88. (iii) We have accepted Mr Bekoe’s explanation for why he was prepared to do consultancy work for Mphasis at such a low profit margin, on the basis that there were potential future advantages for him in staying in contact with Mphasis.
89. (iv) We do not accept HMRC’s logic that because Mr Bekoe’s agent said that the Barclays Bank account was set up to receive self-employed income that necessarily means that all sources of payment into that account should be assumed to be taxable self-employed income, particularly in this case where the account was in another person’s name and could be and was used for a variety of other purposes.
90. (v) HMRC have not provided any compelling evidence to suggest that the payments in the Barclays Bank account should be treated as self-employed income. We do not accept that the brief descriptions given in the bank transfer details shown on the bank statements for this account are sufficient to determine their character in the face of an alternative reasonable explanation provided by Mr Bekoe.
91. (vi) HMRC referred to the Tribunal decisions including Ali, suggesting that any uncertainty over Mr Bekoe’s explanation for the payments in the Barclays Bank account must mean that he had failed to discharge the burden of proof on him.

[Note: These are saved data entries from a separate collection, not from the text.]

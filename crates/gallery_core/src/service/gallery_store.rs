//! Persistent state store for the gallery.
//!
//! # Responsibility
//! - Own the in-memory project list, hero config and theme for one session.
//! - Load each record once from durable storage, falling back independently
//!   to seed/default values.
//! - Write the whole affected record back after every mutation.
//!
//! # Invariants
//! - Nothing is written to storage before `initialize` completes.
//! - Malformed persisted records never fail initialization; they are logged
//!   and replaced by defaults.
//! - Once loaded, any record that fell back to seed/default values is written
//!   back so storage matches memory (seed `createdAt` stays stable).
//! - Mutations replace records wholesale; projects are never edited in place.

use crate::model::app_config::AppConfig;
use crate::model::clock::now_epoch_ms;
use crate::model::project::Project;
use crate::model::theme::Theme;
use crate::repo::storage_repo::{RepoError, StorageRepository};
use crate::service::seed::seed_projects;
use log::{debug, info, warn};
use serde::de::DeserializeOwned;
use serde::Serialize;
use std::error::Error;
use std::fmt::{Display, Formatter};

pub const DEFAULT_STORAGE_NAMESPACE: &str = "stanismar-apps";

pub type StoreResult<T> = Result<T, StoreError>;

/// Storage failure surfaced by the store.
///
/// Malformed persisted data is not an error here; see `initialize`.
#[derive(Debug)]
pub enum StoreError {
    Repo(RepoError),
    Encode(serde_json::Error),
}

impl Display for StoreError {
    fn fmt(&self, f: &mut Formatter<'_>) -> std::fmt::Result {
        match self {
            Self::Repo(err) => write!(f, "{err}"),
            Self::Encode(err) => write!(f, "failed to encode record: {err}"),
        }
    }
}

impl Error for StoreError {
    fn source(&self) -> Option<&(dyn Error + 'static)> {
        match self {
            Self::Repo(err) => Some(err),
            Self::Encode(err) => Some(err),
        }
    }
}

impl From<RepoError> for StoreError {
    fn from(value: RepoError) -> Self {
        Self::Repo(value)
    }
}

impl From<serde_json::Error> for StoreError {
    fn from(value: serde_json::Error) -> Self {
        Self::Encode(value)
    }
}

/// Storage keys for the three persisted records.
#[derive(Debug, Clone, PartialEq, Eq)]
pub struct StorageKeys {
    pub projects: String,
    pub config: String,
    pub theme: String,
}

impl StorageKeys {
    /// Derives `<namespace>-data`, `<namespace>-config` and `<namespace>-theme`.
    pub fn with_namespace(namespace: &str) -> Self {
        Self {
            projects: format!("{namespace}-data"),
            config: format!("{namespace}-config"),
            theme: format!("{namespace}-theme"),
        }
    }
}

impl Default for StorageKeys {
    fn default() -> Self {
        Self::with_namespace(DEFAULT_STORAGE_NAMESPACE)
    }
}

/// Port through which the store asks the presentation layer to switch
/// visual mode.
pub trait ThemeListener {
    fn on_theme_changed(&mut self, theme: Theme);
}

impl<F: FnMut(Theme)> ThemeListener for F {
    fn on_theme_changed(&mut self, theme: Theme) {
        self(theme)
    }
}

enum LoadOutcome<T> {
    Loaded(T),
    Missing,
    Malformed(String),
}

/// Owned state container injected into the presentation layer.
pub struct GalleryStore<R: StorageRepository> {
    repo: R,
    keys: StorageKeys,
    projects: Vec<Project>,
    config: AppConfig,
    theme: Theme,
    initialized: bool,
    theme_listener: Option<Box<dyn ThemeListener>>,
}

impl<R: StorageRepository> GalleryStore<R> {
    /// Creates an uninitialized store over the default storage keys.
    pub fn new(repo: R) -> Self {
        Self::with_keys(repo, StorageKeys::default())
    }

    /// Creates an uninitialized store over custom storage keys.
    pub fn with_keys(repo: R, keys: StorageKeys) -> Self {
        Self {
            repo,
            keys,
            projects: Vec::new(),
            config: AppConfig::default(),
            theme: Theme::default(),
            initialized: false,
            theme_listener: None,
        }
    }

    /// Registers the presentation-layer hook notified by `set_theme`.
    pub fn set_theme_listener(&mut self, listener: impl ThemeListener + 'static) {
        self.theme_listener = Some(Box::new(listener));
    }

    /// Loads all three records from storage, enables write-back and flushes
    /// every record that fell back to seed/default values.
    ///
    /// Only storage transport failures are returned. Calling this again on
    /// an initialized store is a no-op.
    pub fn initialize(&mut self) -> StoreResult<()> {
        self.initialize_at(now_epoch_ms())
    }

    /// Same as `initialize`, stamping seed projects relative to `now_epoch_ms`.
    pub fn initialize_at(&mut self, now_epoch_ms: i64) -> StoreResult<()> {
        if self.initialized {
            debug!("event=store_init module=store status=skipped reason=already_initialized");
            return Ok(());
        }

        let projects_key = self.keys.projects.clone();
        let mut projects_fell_back = true;
        self.projects = match self.load_record::<Vec<Project>>(&projects_key)? {
            LoadOutcome::Loaded(projects) => {
                info!(
                    "event=store_load module=store status=ok record=projects key={projects_key} count={}",
                    projects.len()
                );
                projects_fell_back = false;
                projects
            }
            LoadOutcome::Missing => {
                info!(
                    "event=store_load module=store status=missing record=projects key={projects_key} fallback=seed"
                );
                seed_projects(now_epoch_ms)
            }
            LoadOutcome::Malformed(reason) => {
                warn!(
                    "event=store_load module=store status=malformed record=projects key={projects_key} fallback=seed error={reason}"
                );
                seed_projects(now_epoch_ms)
            }
        };

        let config_key = self.keys.config.clone();
        let mut config_fell_back = true;
        self.config = match self.load_record::<AppConfig>(&config_key)? {
            LoadOutcome::Loaded(config) => {
                info!("event=store_load module=store status=ok record=config key={config_key}");
                config_fell_back = false;
                config
            }
            LoadOutcome::Missing => {
                info!(
                    "event=store_load module=store status=missing record=config key={config_key} fallback=default"
                );
                AppConfig::default()
            }
            LoadOutcome::Malformed(reason) => {
                warn!(
                    "event=store_load module=store status=malformed record=config key={config_key} fallback=default error={reason}"
                );
                AppConfig::default()
            }
        };

        let theme_key = self.keys.theme.clone();
        let mut theme_fell_back = true;
        self.theme = match self.load_theme(&theme_key)? {
            LoadOutcome::Loaded(theme) => {
                info!(
                    "event=store_load module=store status=ok record=theme key={theme_key} theme={theme}"
                );
                theme_fell_back = false;
                theme
            }
            LoadOutcome::Missing => {
                info!(
                    "event=store_load module=store status=missing record=theme key={theme_key} fallback=light"
                );
                Theme::default()
            }
            LoadOutcome::Malformed(reason) => {
                warn!(
                    "event=store_load module=store status=malformed record=theme key={theme_key} fallback=light error={reason}"
                );
                Theme::default()
            }
        };

        self.initialized = true;

        if projects_fell_back {
            self.persist_projects()?;
        }
        if config_fell_back {
            self.persist(&config_key, "config", &self.config)?;
        }
        if theme_fell_back {
            self.persist(&theme_key, "theme", &self.theme)?;
        }

        info!(
            "event=store_init module=store status=ok projects={} theme={}",
            self.projects.len(),
            self.theme
        );
        Ok(())
    }

    /// Whether initial load has completed and writes reach storage.
    pub fn is_initialized(&self) -> bool {
        self.initialized
    }

    /// Current project list, newest first.
    pub fn projects(&self) -> &[Project] {
        &self.projects
    }

    /// First project carrying `id`, if any.
    pub fn project(&self, id: &str) -> Option<&Project> {
        self.projects.iter().find(|project| project.has_id(id))
    }

    pub fn config(&self) -> &AppConfig {
        &self.config
    }

    pub fn theme(&self) -> Theme {
        self.theme
    }

    /// Prepends `project` and persists the full list.
    ///
    /// Id uniqueness is the caller's responsibility.
    pub fn add_project(&mut self, project: Project) -> StoreResult<()> {
        debug!(
            "event=project_add module=store status=start project_id={}",
            project.id
        );
        self.projects.insert(0, project);
        self.persist_projects()
    }

    /// Removes every project with `id`, persists the list and returns how
    /// many were removed. Removing an unknown id still rewrites the list.
    pub fn delete_project(&mut self, id: &str) -> StoreResult<usize> {
        let before = self.projects.len();
        self.projects.retain(|project| !project.has_id(id));
        let removed = before - self.projects.len();
        debug!("event=project_delete module=store status=start project_id={id} removed={removed}");
        self.persist_projects()?;
        Ok(removed)
    }

    /// Replaces the whole hero config and persists it. No field merging.
    pub fn update_config(&mut self, config: AppConfig) -> StoreResult<()> {
        self.config = config;
        let key = self.keys.config.clone();
        self.persist(&key, "config", &self.config)
    }

    /// Replaces the theme, persists it and notifies the theme listener.
    pub fn set_theme(&mut self, theme: Theme) -> StoreResult<()> {
        self.theme = theme;
        let key = self.keys.theme.clone();
        self.persist(&key, "theme", &self.theme)?;
        if let Some(listener) = self.theme_listener.as_mut() {
            listener.on_theme_changed(theme);
        }
        Ok(())
    }

    /// Consumes the store and returns the underlying storage.
    pub fn into_inner(self) -> R {
        self.repo
    }

    fn persist_projects(&self) -> StoreResult<()> {
        self.persist(&self.keys.projects, "projects", &self.projects)
    }

    fn persist<T: Serialize + ?Sized>(
        &self,
        key: &str,
        record: &'static str,
        value: &T,
    ) -> StoreResult<()> {
        if !self.initialized {
            debug!(
                "event=store_persist module=store status=suppressed record={record} reason=not_initialized"
            );
            return Ok(());
        }

        let raw = serde_json::to_string(value)?;
        self.repo.set_item(key, &raw)?;
        debug!(
            "event=store_persist module=store status=ok record={record} key={key} bytes={}",
            raw.len()
        );
        Ok(())
    }

    fn load_record<T: DeserializeOwned>(&self, key: &str) -> StoreResult<LoadOutcome<T>> {
        let Some(raw) = self.repo.get_item(key)? else {
            return Ok(LoadOutcome::Missing);
        };
        Ok(match serde_json::from_str::<T>(&raw) {
            Ok(value) => LoadOutcome::Loaded(value),
            Err(err) => LoadOutcome::Malformed(err.to_string()),
        })
    }

    fn load_theme(&self, key: &str) -> StoreResult<LoadOutcome<Theme>> {
        let Some(raw) = self.repo.get_item(key)? else {
            return Ok(LoadOutcome::Missing);
        };
        // Accept both the JSON-encoded string and a bare token.
        let token = serde_json::from_str::<String>(&raw).unwrap_or_else(|_| raw.trim().to_string());
        Ok(match Theme::parse(&token) {
            Some(theme) => LoadOutcome::Loaded(theme),
            None => LoadOutcome::Malformed(format!("unsupported theme value `{token}`")),
        })
    }
}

In our view there is no requirement that we are certain that Mr Bekoe’s alternative explanation is correct; we merely need to be satisfied on the balance of probabilities that the deposits in question are something other than undeclared taxable income.
The 2008-9 discovery assessment
92. HMRC accepted that any assessments for the 2008-9 tax year could only be made under s 36(1A) Taxes Management Act 1970 if Mr Bekoe’s behaviour could be shown to be deliberate.

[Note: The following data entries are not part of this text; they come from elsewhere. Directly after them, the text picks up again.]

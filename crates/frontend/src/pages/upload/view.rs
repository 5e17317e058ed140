//! Upload Page - View Component

use super::view_model::UploadPageVm;
use crate::shared::components::file_input::FileInput;
use crate::shared::icons::icon;
use leptos::prelude::*;
use thaw::*;

const ACCEPTED_TYPES: &str = ".png,.jpeg,.gif,.webp";
const MAX_FILE_SIZE_MB: f64 = 5.0;

#[component]
pub fn UploadPage() -> impl IntoView {
    let vm = UploadPageVm::new();

    let handle_submit = move |ev: leptos::ev::SubmitEvent| {
        ev.prevent_default();
        vm.upload();
    };

    view! {
        <div style="padding: 20px; max-width: 600px;">
            <h2 style="font-size: 18px; font-weight: bold; margin-bottom: 16px;">"Upload an image"</h2>
            <form on:submit=handle_submit novalidate=true>
                <FileInput
                    label="Image"
                    accepted_types=ACCEPTED_TYPES.to_string()
                    max_file_size=MAX_FILE_SIZE_MB
                    value=vm.stored_url
                    touched=vm.touched
                    on_change=Callback::new(move |value| vm.select(value))
                    on_touched=Callback::new(move |_| vm.touched.set(true))
                    on_validation=Callback::new(move |errors| vm.validation.set(errors))
                />
                <div style="margin-top: 8px; font-size: 12px; color: var(--colorNeutralForeground3);">
                    {format!("Accepted: {} • up to {} MB", ACCEPTED_TYPES, MAX_FILE_SIZE_MB)}
                </div>

                {move || {
                    vm.error
                        .get()
                        .map(|e| view! { <div class="form__error" style="margin-top: 8px;">{e.message}</div> })
                }}

                <div style="margin-top: 12px;">
                <Button
                    appearance=ButtonAppearance::Primary
                    button_type=ButtonType::Submit
                    disabled=Signal::derive(move || !vm.can_upload())
                >
                    {move || if vm.uploading.get() {
                        view! { <Spinner size=SpinnerSize::Tiny /> }.into_any()
                    } else {
                        icon("upload")
                    }}
                    " Upload"
                </Button>
                </div>
            </form>

            {move || vm.preview_url().map(|src| view! {
                <img
                    src=src
                    alt="Preview"
                    style="display: block; margin-top: 20px; max-width: 100%; max-height: 320px; border: 1px solid var(--colorNeutralStroke2); border-radius: 8px;"
                />
            })}
        </div>
    }
}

93. HMRC’s assessment on Mr Bekoe for 2008-9 rested on the “assumption of continuity”, that Mr Bekoe’s behaviour in this year was the same as his behaviour in 2009-10. Following that logic, since we have concluded that Mr Bekoe did not receive additional taxable income in 2009-10 we can only conclude that HMRC have not demonstrated any basis on which Mr Bekoe can be treated as deliberately failing to disclose taxable income in 2008-9.
94. HMRC’s assessment on Mr Bekoe for the 2008-9 tax year is not a valid assessment and Mr Bekoe’s appeal against the discovery assessment and related penalties for 2008-9 is therefore allowed.

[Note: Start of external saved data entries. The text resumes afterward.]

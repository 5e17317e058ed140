use super::StorageService;
use web_sys::window;

fn get_local_storage() -> Option<web_sys::Storage> {
    window()?.local_storage().ok()?
}

/// `window.localStorage` backed storage.
///
/// Holds no handle; the storage object is looked up on each call.
#[derive(Debug, Clone, Copy, Default)]
pub struct LocalStorageService;

impl LocalStorageService {
    pub fn is_available() -> bool {
        get_local_storage().is_some()
    }
}

impl StorageService for LocalStorageService {
    fn get(&self, key: &str) -> Option<String> {
        get_local_storage()?.get_item(key).ok()?
    }

    fn set(&self, key: &str, value: &str) {
        if let Some(storage) = get_local_storage() {
            if storage.set_item(key, value).is_err() {
                log::warn!("localStorage rejected write for key '{}'", key);
            }
        }
    }

    fn remove(&self, key: &str) {
        if let Some(storage) = get_local_storage() {
            let _ = storage.remove_item(key);
        }
    }
}
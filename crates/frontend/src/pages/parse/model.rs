//! Parse Page - Model (API functions)

use crate::shared::api_utils::{post_json, RequestError};
use contracts::parse::{ParseFormData, ParseResult};

/// Ask the backend to fetch and summarize a page
pub async fn parse_url(data: &ParseFormData) -> Result<ParseResult, RequestError> {
    post_json("/api/parse", data).await
}
pub mod service;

The 2010-11 and 2011-12 discovery assessments
95. HMRC also relied on the “assumption of continuity” to extrapolate the payments received by Mr Bekoe for 2009-10 forwards to the next two tax years. Since we have concluded that no such taxable payments were received by Mr Bekoe in 2009-10, we must also conclude that HMRC have not demonstrated any basis on which Mr Bekoe was careless or deliberate in failing to disclose additional income in either of these later years.
96. Mr Bekoe’s appeal against the discovery assessments and related penalties for the 2010-11 and 2011-12 tax years is therefore allowed.
Assumption of continuity
97. Although not required for the purposes of this decision, we would add that even if we had come to a different conclusion about the treatment of the sums received in 2009-10, we would have had doubts whether, in the particular circumstances, the assumption of continuity could have taken HMRC as far as they would have liked. In our view, any such assumption must depend on an established pattern of behaviour or circumstances which may be assumed to continue because they form a predictable pattern. It is hard to see the basis for any such predictable pattern in this case.
98. For these reasons this appeal is allowed.
99. This document contains full findings of fact and reasons for the decision. Any party dissatisfied with this decision has a right to apply for permission to appeal against it pursuant to Rule 39 of the Tribunal Procedure (First-tier Tribunal) (Tax
100. Chamber) Rules 2009. The application must be received by this Tribunal not later than 56 days after this decision is sent to that party. The parties are referred to “Guidance to accompany a Decision from the First-tier Tribunal (Tax Chamber)” which accompanies and forms part of this decision notice.